On The Edge Of Depression...

When I found out that I can even blog via my mobile, indeed I feel a little bit relieved... At least I don't need to type out my feelings and things in front of other people... Perhaps secret should be remained as secret... Nevertheless, this depression will never shakes off easily until I found a better paid job or buy the house I've been looking into... I just don't know how to handle depression... I may be able to handle stress but definitely not depression... Is there even something I can do to keep myself not thinking about this???

The fact that I can see most of my friends in Facebook are posting pictures of them vacation (or for working purposes) at nice places, or bought their houses... Vacations aside, that type of lifetime goal/achievement that I've been trying to achieve (yes is the buying house part) just never comes to me...
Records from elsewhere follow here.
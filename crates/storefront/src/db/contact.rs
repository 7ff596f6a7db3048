//! Contact message repository.

use chrono::{DateTime, Utc};
use sqlx::PgPool;
use tracing::instrument;

use fashion_store_core::{ContactMessage, ContactMessageId, ContactStatus, Email, NewContactMessage};

use super::RepositoryError;

/// How many messages the back office lists at once.
pub const LIST_LIMIT: i64 = 100;

#[derive(sqlx::FromRow)]
struct ContactRow {
    id: i32,
    name: String,
    email: String,
    phone: Option<String>,
    message: String,
    status: String,
    created_at: DateTime<Utc>,
}

impl TryFrom<ContactRow> for ContactMessage {
    type Error = RepositoryError;

    fn try_from(row: ContactRow) -> Result<Self, Self::Error> {
        let corrupt = |what: String| RepositoryError::DataCorruption(format!("contact message {}: {what}", row.id));
        Ok(Self {
            id: ContactMessageId::new(row.id),
            email: Email::parse(&row.email).map_err(|e| corrupt(e.to_string()))?,
            status: row.status.parse::<ContactStatus>().map_err(|e| corrupt(e.to_string()))?,
            name: row.name,
            phone: row.phone,
            message: row.message,
            created_at: row.created_at,
        })
    }
}

pub struct ContactRepository<'a> {
    pool: &'a PgPool,
}

impl<'a> ContactRepository<'a> {
    #[must_use]
    pub const fn new(pool: &'a PgPool) -> Self {
        Self { pool }
    }

    /// # Errors
    ///
    /// Returns `RepositoryError::Database` if the insert fails.
    #[instrument(skip_all)]
    pub async fn create(&self, message: &NewContactMessage) -> Result<ContactMessage, RepositoryError> {
        let row = sqlx::query_as::<_, ContactRow>(
            r"
            INSERT INTO contact_messages (name, email, phone, message)
            VALUES ($1, $2, $3, $4)
            RETURNING id, name, email, phone, message, status, created_at
            ",
        )
        .bind(&message.name)
        .bind(message.email.as_str())
        .bind(message.phone.as_deref())
        .bind(&message.message)
        .fetch_one(self.pool)
        .await?;

        ContactMessage::try_from(row)
    }

    /// The newest [`LIST_LIMIT`] messages.
    ///
    /// # Errors
    ///
    /// Returns `RepositoryError::Database` if the query fails.
    pub async fn list_recent(&self) -> Result<Vec<ContactMessage>, RepositoryError> {
        let rows = sqlx::query_as::<_, ContactRow>(
            r"
            SELECT id, name, email, phone, message, status, created_at
            FROM contact_messages
            ORDER BY created_at DESC, id DESC
            LIMIT $1
            ",
        )
        .bind(LIST_LIMIT)
        .fetch_all(self.pool)
        .await?;

        rows.into_iter().map(ContactMessage::try_from).collect()
    }

    /// # Errors
    ///
    /// Returns `RepositoryError::NotFound` for an unknown message.
    #[instrument(skip(self))]
    pub async fn set_status(
        &self,
        id: ContactMessageId,
        status: ContactStatus,
    ) -> Result<ContactMessage, RepositoryError> {
        let row = sqlx::query_as::<_, ContactRow>(
            r"
            UPDATE contact_messages
            SET status = $2
            WHERE id = $1
            RETURNING id, name, email, phone, message, status, created_at
            ",
        )
        .bind(id)
        .bind(status.as_str())
        .fetch_optional(self.pool)
        .await?
        .ok_or(RepositoryError::NotFound)?;

        ContactMessage::try_from(row)
    }
}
Right now I feel like I'm living in a world surrounded with depressing moment... Is not because I am desperately wanted to buy a house... Even if I tried not to think about buying house, I just feel like my current pay will not be able to sustain my expenses... So is like I should get a new job first then only consider buying a house or buy first??? If I buy it now, will my current salary about to obtain the loan??? If I buy after getting a better job, will I ever find an affordable house??? I'm totally lost in this...

So far what I notice is even I tried to go for a few interviews, none of the company would like to hire me... I tried to browse for the affordable house, is either they are sold or the price displayed does not represent the right price... What am I supposed to do seriously???



How do I keep myself positive when there are just things meant to keep you depressed all the time???